Esteban Mira Caballos, Conquista y destrucción de las Indias
Esteban Mira Caballos, Conquista y destrucción de las Indias, Tomares, Muñoz Moya Editores, 2009, 404 p.
Texte intégral
1L’ouvrage Conquista y destrucción de las Indias d’Esteban Mira Caballos se présente comme un essai critique sur l’entreprise de conquête menée à bien par la Couronne d’Espagne au Nouveau Monde.
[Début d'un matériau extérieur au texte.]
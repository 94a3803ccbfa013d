//! Fixed rectangular lattice addressing.
//!
//! Cells live in a flat arena indexed `j * width + i`. Neighbor links are
//! derived from the dimensions, so they can never go stale or dangle: a
//! cell has a `right` neighbor unless it sits on the last column and a
//! `bottom` neighbor unless it sits on the last row.

use crate::error::DrapeError;

/// Column/row address of a cell. `i` is the column, `j` the row (row 0 is
/// the top).
#[derive(Copy, Clone, Debug, PartialEq, Eq, Hash, PartialOrd, Ord)]
pub struct GridCoord {
    pub i: usize,
    pub j: usize,
}

impl GridCoord {
    pub fn new(i: usize, j: usize) -> Self {
        GridCoord { i, j }
    }
}

/// Dimensions of a `width x height` lattice and its neighbor relation.
#[derive(Copy, Clone, Debug, PartialEq, Eq)]
pub struct Topology {
    width: usize,
    height: usize,
}

impl Topology {
    /// Rejects zero-sized grids.
    pub fn new(width: usize, height: usize) -> Result<Self, DrapeError> {
        if width == 0 || height == 0 {
            return Err(DrapeError::InvalidDimensions { width, height });
        }
        Ok(Topology { width, height })
    }

    pub fn width(&self) -> usize { self.width }
    pub fn height(&self) -> usize { self.height }
    pub fn cell_count(&self) -> usize { self.width * self.height }

    pub fn contains(&self, c: GridCoord) -> bool {
        c.i < self.width && c.j < self.height
    }

    /// Flat index of `c`, or `None` outside the grid.
    pub fn index(&self, c: GridCoord) -> Option<usize> {
        self.contains(c).then(|| c.j * self.width + c.i)
    }

    /// Like [`index`](Self::index) but reports the offending coordinate.
    pub fn checked_index(&self, c: GridCoord) -> Result<usize, DrapeError> {
        self.index(c).ok_or(DrapeError::PointOutOfBounds {
            i: c.i,
            j: c.j,
            width: self.width,
            height: self.height,
        })
    }

    pub fn coord(&self, index: usize) -> GridCoord {
        GridCoord { i: index % self.width, j: index / self.width }
    }

    pub fn right(&self, c: GridCoord) -> Option<GridCoord> {
        (self.contains(c) && c.i + 1 < self.width).then(|| GridCoord::new(c.i + 1, c.j))
    }

    pub fn bottom(&self, c: GridCoord) -> Option<GridCoord> {
        (self.contains(c) && c.j + 1 < self.height).then(|| GridCoord::new(c.i, c.j + 1))
    }

    pub fn left(&self, c: GridCoord) -> Option<GridCoord> {
        (self.contains(c) && c.i > 0).then(|| GridCoord::new(c.i - 1, c.j))
    }

    pub fn top(&self, c: GridCoord) -> Option<GridCoord> {
        (self.contains(c) && c.j > 0).then(|| GridCoord::new(c.i, c.j - 1))
    }

    /// Number of horizontal links.
    pub fn horizontal_links(&self) -> usize {
        (self.width - 1) * self.height
    }

    /// Number of vertical links.
    pub fn vertical_links(&self) -> usize {
        (self.height - 1) * self.width
    }

    /// One segment per neighbor link: `(w-1)*h + (h-1)*w`.
    pub fn segment_count(&self) -> usize {
        self.horizontal_links() + self.vertical_links()
    }

    /// Every neighbor link once, as `(owner, neighbor)` flat indices. The
    /// owner is always the left/top member of the pair.
    pub fn links(&self) -> impl Iterator<Item = (usize, usize)> + '_ {
        (0..self.cell_count()).flat_map(move |idx| {
            let c = self.coord(idx);
            let right = self.right(c).map(|_| (idx, idx + 1));
            let bottom = self.bottom(c).map(|_| (idx, idx + self.width));
            right.into_iter().chain(bottom)
        })
    }
}
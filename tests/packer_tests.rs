use std::collections::BTreeSet;

use drape::{
    GridCoord, Interaction, AnchorSet, Pick, PointGrid, PointMassSystem, SolverConfig, Vec2,
    VerletSystem, VertexBuffer, VertexLayout, WorldTransform, SEGMENT_VERTICES,
};
use test_case::test_case;

fn unit_system(width: usize, height: usize) -> VerletSystem<f32> {
    VerletSystem::new(PointGrid::new(width, height, 1.0).unwrap(), SolverConfig::new())
}

fn identity() -> WorldTransform<f32> {
    WorldTransform::new(1.0, Vec2::zero()).unwrap()
}

/// Undo the local-frame y flip and round back to a cell.
fn cell_of(p: Vec2<f32>) -> GridCoord {
    GridCoord::new(p.x.round() as usize, (-p.y).round() as usize)
}

#[test_case(1, 1)]
#[test_case(1, 5)]
#[test_case(5, 1)]
#[test_case(2, 2)]
#[test_case(3, 4)]
#[test_case(4, 3)]
#[test_case(7, 2)]
#[test_case(16, 9)]
fn packs_exactly_one_segment_per_link(width: usize, height: usize) {
    let system = unit_system(width, height);
    let expected = (width - 1) * height + (height - 1) * width;

    for layout in [VertexLayout::Xy, VertexLayout::Xyz] {
        let mut buf = VertexBuffer::new(system.topology(), layout);
        assert_eq!(buf.len(), expected * SEGMENT_VERTICES * layout.components());
        assert_eq!(buf.pack(&system, &identity()), expected);

        let mut seen = BTreeSet::new();
        for n in 0..expected {
            let (a, b) = buf.segment(n).unwrap();
            let (ca, cb) = (cell_of(a), cell_of(b));
            let t = system.topology();
            assert!(t.right(ca) == Some(cb) || t.bottom(ca) == Some(cb), "bogus segment {:?}", (ca, cb));
            assert!(seen.insert((ca, cb)), "segment {:?} emitted twice", (ca, cb));
        }
        assert_eq!(seen.len(), expected);
    }
}

#[test]
fn z_component_is_zero() {
    let system = unit_system(3, 3);
    let mut buf = VertexBuffer::new(system.topology(), VertexLayout::Xyz);
    buf.pack(&system, &WorldTransform::new(2.4, Vec2::zero()).unwrap());
    for vertex in buf.as_slice().chunks(3) {
        assert_eq!(vertex[2], 0.0);
    }
}

#[test]
fn scale_applies_to_vertices() {
    let system = unit_system(2, 1);
    let mut buf = VertexBuffer::new(system.topology(), VertexLayout::Xy);
    buf.pack(&system, &WorldTransform::new(2.0, Vec2::new(100.0, 100.0)).unwrap());
    // Local frame: origin is left to the renderer.
    assert_eq!(buf.as_slice(), &[0.0, -0.0, 2.0, -0.0]);
}

#[test]
fn repack_reflects_new_positions_without_reallocating() {
    let mut system = unit_system(3, 3);
    let mut buf = VertexBuffer::new(system.topology(), VertexLayout::Xy);
    buf.pack(&system, &identity());
    let len = buf.len();
    let ptr = buf.as_slice().as_ptr();

    let mut ctl = Interaction::new();
    ctl.pointer_down(&mut system, &AnchorSet::new(), Pick::Plane(Vec2::new(0.0, 0.0)));
    ctl.pointer_move(&mut system, Vec2::new(-3.0, -4.0));
    buf.pack(&system, &identity());

    assert_eq!(buf.len(), len);
    assert_eq!(buf.as_slice().as_ptr(), ptr);
    let (a, _) = buf.segment(0).unwrap();
    assert_eq!(a, Vec2::new(-3.0, 4.0));
}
Il propose peut-être plus précisément une révision de la vaste production bibliographique – surtout espagnole – consacrée à la vision de cette Conquête depuis le xvie siècle jusqu’à nos jours, selon un point de vue que l’auteur pose d’emblée comme personnel, tributaire d’« aucun groupe de recherche, aucune université, aucune institution culturelle ou scientifique » et même d’« aucun parti politique » [p. 14]. S’il n’y a là rien en soi qui puisse remettre en question la légitimité de l’œuvre présentée, aussi bien sa présentation déficiente que le manque de rigueur conceptuelle dont elle souffre accréditent cependant les soupçons qu’un lecteur chagrin aurait pu nourrir dès la lecture de l’introduction ou de la quatrième de couverture.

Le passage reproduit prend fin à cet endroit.